===== PROVIDED DATA
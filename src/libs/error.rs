//! Domain errors raised while parsing and executing ledger commands.
//!
//! Every variant is terminal for the current invocation and names the
//! offending token or value so the single error line printed by `main`
//! tells the user what to fix.

use thiserror::Error;

pub type LedgerResult<T> = std::result::Result<T, LedgerError>;

#[derive(Debug, Error)]
pub enum LedgerError {
    /// The token sequence matched no row of the verb's pattern table.
    #[error("I didn't understand your {0} command. See 'qtask help {0}' for examples")]
    Syntax(String),

    /// A time unit that cannot be resolved, including the deliberate month refusal.
    #[error("Unsupported time unit '{unit}': {detail}")]
    UnknownUnit { unit: String, detail: &'static str },

    #[error("Project '{0}' not found")]
    ProjectNotFound(String),

    #[error("Task with ID {0} not found")]
    TaskNotFound(i64),

    #[error("'{0}' is a reserved word and can't be used as a project label")]
    ReservedLabel(String),

    #[error("Project '{0}' already exists")]
    ProjectExists(String),

    #[error("Expected a non-negative number, got '{0}'")]
    InvalidNumber(String),

    #[error("Unrecognized date '{0}', expected YYYY-MM-DD with an optional HH:MM[:SS] time")]
    InvalidDate(String),

    #[error(transparent)]
    Database(#[from] rusqlite::Error),
}

impl LedgerError {
    pub(crate) fn unknown_unit(unit: &str, detail: &'static str) -> Self {
        LedgerError::UnknownUnit {
            unit: unit.to_string(),
            detail,
        }
    }
}
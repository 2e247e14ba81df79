use super::range::TimeRange;

/// A unit of logged work as stored in the `task` table.
///
/// `project` carries the label of the linked project when the record comes
/// out of a query; it is never written back.
#[derive(Debug, Clone, PartialEq)]
pub struct Task {
    pub id: Option<i64>,
    pub parent_id: Option<i64>,
    pub label: String,
    pub logged_at: String,
    pub minutes_logged: Option<f64>,
    pub project_id: Option<i64>,
    pub project: Option<String>,
}

impl Task {
    pub fn new(label: &str, logged_at: &str, project_id: Option<i64>) -> Self {
        Task {
            id: None,
            parent_id: None,
            label: label.to_string(),
            logged_at: logged_at.to_string(),
            minutes_logged: None,
            project_id,
            project: None,
        }
    }
}

/// Narrows a task query. An empty filter returns every task.
#[derive(Debug, Clone, Default)]
pub struct TaskFilter {
    pub project_id: Option<i64>,
    pub range: Option<TimeRange>,
}

impl TaskFilter {
    pub fn all() -> Self {
        Self::default()
    }

    pub fn project(mut self, project_id: Option<i64>) -> Self {
        self.project_id = project_id;
        self
    }

    pub fn range(mut self, range: Option<TimeRange>) -> Self {
        self.range = range;
        self
    }
}
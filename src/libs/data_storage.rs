use anyhow::Result;
use std::env::consts::OS;
use std::env::var;
use std::fs;
use std::path::{Path, PathBuf};

pub const APP_NAME: &str = "qtask";
pub const DATA_DIR_ENV: &str = "QTASK_DATA_DIR";

/// Per-user directory holding the ledger database and `config.json`.
#[derive(Debug, Clone)]
pub struct DataStorage {
    base_path: PathBuf,
}

impl DataStorage {
    pub fn new() -> Self {
        if let Ok(dir) = var(DATA_DIR_ENV) {
            return Self::at(dir);
        }

        let base_path = match OS {
            "windows" => var("LOCALAPPDATA").unwrap_or_else(|_| ".".into()),
            "macos" => var("HOME").unwrap_or_else(|_| ".".into()) + "/Library/Application Support",
            _ => var("HOME").unwrap_or_else(|_| ".".into()) + "/.local/share",
        };

        Self::at(Path::new(&base_path).join(APP_NAME))
    }

    pub fn at<P: Into<PathBuf>>(base_path: P) -> Self {
        Self { base_path: base_path.into() }
    }

    pub fn base_path(&self) -> &Path {
        &self.base_path
    }

    /// Joins `file_name` onto the storage directory, creating the directory on first use.
    pub fn get_path(&self, file_name: &str) -> Result<PathBuf> {
        if !self.base_path.exists() {
            fs::create_dir_all(&self.base_path)?;
        }
        Ok(self.base_path.join(file_name))
    }
}

impl Default for DataStorage {
    fn default() -> Self {
        Self::new()
    }
}
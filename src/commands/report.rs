use super::{now, open_ledger, render};
use crate::libs::grammar::{parse, Verb};
use anyhow::Result;
use clap::Args;

pub const ABOUT: &str = "Report logged work grouped by project, with the time logged per project.

Takes the same forms as 'list':
  qtask report work in last 30 days
  qtask report work between 2024-01-01 and 2024-01-31
  qtask report annotation work yesterday

Tasks without a project are reported under 'Unassigned'.";

#[derive(Debug, Args)]
pub struct ReportArgs {
    #[arg(required = true, num_args = 1.., help = "What to report on, e.g. work in last 30 days")]
    tokens: Vec<String>,
}

pub fn cmd(report_args: ReportArgs) -> Result<()> {
    let action = parse(Verb::Report, &report_args.tokens)?;
    let outcome = open_ledger()?.execute(action, now())?;

    render(outcome)
}
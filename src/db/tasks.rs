use crate::libs::error::{LedgerError, LedgerResult};
use crate::libs::task::{Task, TaskFilter};
use crate::msg_debug;
use rusqlite::{params, Connection, OptionalExtension, Row};

const INSERT_TASK: &str = "INSERT INTO task (label, logged_at, project_id) VALUES (?1, ?2, ?3)";
const ACCUMULATE_TIME: &str = "UPDATE task SET minutes_logged = COALESCE(minutes_logged, 0) + ?2 WHERE id = ?1";
const SELECT_TASKS: &str = "SELECT t.id, t.parent_id, t.label, t.logged_at, t.minutes_logged, t.project_id, p.label
    FROM task t
    LEFT JOIN project p ON p.id = t.project_id";
const WHERE_FILTER: &str = "WHERE (?1 IS NULL OR t.project_id = ?1)
    AND (?2 IS NULL OR datetime(t.logged_at) >= datetime(?2))
    AND (?3 IS NULL OR datetime(t.logged_at) <= datetime(?3))";
const ORDER_NEWEST_FIRST: &str = "ORDER BY datetime(t.logged_at) DESC, t.id DESC";
const WHERE_ID: &str = "WHERE t.id = ?1";

pub struct Tasks<'a> {
    conn: &'a Connection,
}

impl<'a> Tasks<'a> {
    pub fn new(conn: &'a Connection) -> Self {
        Self { conn }
    }

    /// Stores a task and returns its id. `logged_at` is kept exactly as given.
    pub fn insert(&self, task: &Task) -> LedgerResult<i64> {
        self.conn.execute(INSERT_TASK, params![task.label, task.logged_at, task.project_id])?;
        let id = self.conn.last_insert_rowid();
        msg_debug!(format!("task {} inserted at {}", id, task.logged_at));

        Ok(id)
    }

    /// Adds `minutes` to the time logged against a task.
    ///
    /// The addition happens inside a single `UPDATE` so there is no window
    /// between reading the old total and writing the new one.
    pub fn accumulate_time(&self, task_id: i64, minutes: f64) -> LedgerResult<()> {
        let affected = self.conn.execute(ACCUMULATE_TIME, params![task_id, minutes])?;
        if affected == 0 {
            return Err(LedgerError::TaskNotFound(task_id));
        }
        msg_debug!(format!("{} minute(s) added to task {}", minutes, task_id));

        Ok(())
    }

    pub fn get_by_id(&self, task_id: i64) -> LedgerResult<Option<Task>> {
        self.conn
            .query_row(&format!("{} {}", SELECT_TASKS, WHERE_ID), params![task_id], task_from_row)
            .optional()
            .map_err(Into::into)
    }

    /// Returns the matching tasks, newest `logged_at` first. Range bounds are inclusive.
    pub fn fetch(&self, filter: &TaskFilter) -> LedgerResult<Vec<Task>> {
        let (from, until) = match &filter.range {
            Some(range) => (Some(range.from.as_str()), Some(range.until.as_str())),
            None => (None, None),
        };

        let mut stmt = self.conn.prepare(&format!("{} {} {}", SELECT_TASKS, WHERE_FILTER, ORDER_NEWEST_FIRST))?;
        let task_iter = stmt.query_map(params![filter.project_id, from, until], task_from_row)?;

        let mut tasks = Vec::new();
        for task in task_iter {
            tasks.push(task?);
        }
        msg_debug!(format!("{} task(s) matched {:?}", tasks.len(), filter));

        Ok(tasks)
    }
}

fn task_from_row(row: &Row) -> rusqlite::Result<Task> {
    Ok(Task {
        id: row.get(0)?,
        parent_id: row.get(1)?,
        label: row.get(2)?,
        logged_at: row.get(3)?,
        minutes_logged: row.get(4)?,
        project_id: row.get(5)?,
        project: row.get(6)?,
    })
}
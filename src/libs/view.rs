use super::formatter::{format_minutes, Bucket};
use super::messages::Message;
use super::task::Task;
use crate::db::projects::Project;
use prettytable::{row, Table};

pub struct View {}

impl View {
    /// Flat task listing. Project and time cells stay empty when absent.
    pub fn tasks(tasks: &[Task]) -> Table {
        let mut table = Table::new();

        table.add_row(row!["ID", "LOGGED AT", "PROJECT", "TASK", "TIME"]);
        for task in tasks {
            table.add_row(row![
                task.id.unwrap_or(0),
                task.logged_at,
                task.project.as_deref().unwrap_or(""),
                task.label,
                format_minutes(task.minutes_logged).unwrap_or_default()
            ]);
        }

        table
    }

    pub fn projects(projects: &[Project]) -> Table {
        let mut table = Table::new();

        table.add_row(row!["ID", "PROJECT", "CREATED AT"]);
        for project in projects {
            table.add_row(row![project.id, project.label, project.created_at]);
        }

        table
    }

    /// One section per bucket: a `label (total)` header followed by its tasks.
    pub fn report(buckets: &[Bucket]) -> String {
        let mut out = String::new();

        for bucket in buckets {
            let total = format_minutes(bucket.total_minutes()).unwrap_or_else(|| "no time".to_string());
            out.push_str(&format!("\n{} ({})\n", bucket.label, Message::TasksTotal(bucket.tasks.len(), total)));
            out.push_str(&Self::tasks(&bucket.tasks).to_string());
        }

        out
    }
}
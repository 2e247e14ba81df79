//! User-facing messages.
//!
//! All text qtask prints goes through the [`Message`] enum so wording lives
//! in one place (`display.rs`), and through the `msg_*` macros so it can be
//! routed to `tracing` in debug mode.

pub mod display;
pub mod macros;
pub mod types;

pub use types::Message;
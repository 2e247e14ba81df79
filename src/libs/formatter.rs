//! Formatting helpers for query results.
//!
//! ## Durations
//!
//! Logged time is kept in minutes and shown in the unit that reads best:
//!
//! | Minutes    | Rendered      |
//! |------------|---------------|
//! | none       | nothing       |
//! | `45`       | `45 minutes`  |
//! | `90`       | `1.5 hours`   |
//! | `600`      | `10.0 hours`  |
//!
//! ## Grouping
//!
//! Reports bucket tasks by project label. Tasks without a project land in an
//! `Unassigned` bucket. Buckets come out in lexical label order and each
//! keeps the newest-first order of the query.
//!
//! ```rust
//! use qtask::libs::formatter::format_minutes;
//!
//! assert_eq!(format_minutes(Some(90.0)).as_deref(), Some("1.5 hours"));
//! assert_eq!(format_minutes(Some(45.0)).as_deref(), Some("45 minutes"));
//! assert_eq!(format_minutes(None), None);
//! ```

use super::messages::Message;
use super::task::Task;
use std::collections::BTreeMap;

/// Renders a minute count, or `None` when no time has been logged.
pub fn format_minutes(minutes: Option<f64>) -> Option<String> {
    let minutes = minutes?;
    if minutes < 60.0 {
        Some(format!("{} minutes", minutes))
    } else {
        Some(format!("{:.1} hours", minutes / 60.0))
    }
}

/// Tasks sharing a project label, or the tasks with no project at all.
#[derive(Debug, Clone, PartialEq)]
pub struct Bucket {
    pub label: String,
    pub unassigned: bool,
    pub tasks: Vec<Task>,
}

impl Bucket {
    /// Sum of the logged minutes, `None` if nothing in the bucket has time logged.
    pub fn total_minutes(&self) -> Option<f64> {
        self.tasks
            .iter()
            .filter_map(|task| task.minutes_logged)
            .fold(None, |total, minutes| Some(total.unwrap_or(0.0) + minutes))
    }
}

/// Splits tasks into per-project buckets ordered by label.
///
/// A project literally named like the sentinel still gets its own bucket;
/// on equal labels the unassigned bucket sorts last.
pub fn group_by_project(tasks: Vec<Task>) -> Vec<Bucket> {
    let mut buckets: BTreeMap<(String, bool), Vec<Task>> = BTreeMap::new();

    for task in tasks {
        let key = match &task.project {
            Some(label) => (label.clone(), false),
            None => (Message::UnassignedBucket.to_string(), true),
        };
        buckets.entry(key).or_default().push(task);
    }

    buckets
        .into_iter()
        .map(|((label, unassigned), tasks)| Bucket { label, unassigned, tasks })
        .collect()
}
==========
EXERCISE AIM.
Say how many of the lines above include the string "kept", and give no other words.

EXPECTED ANSWER.
2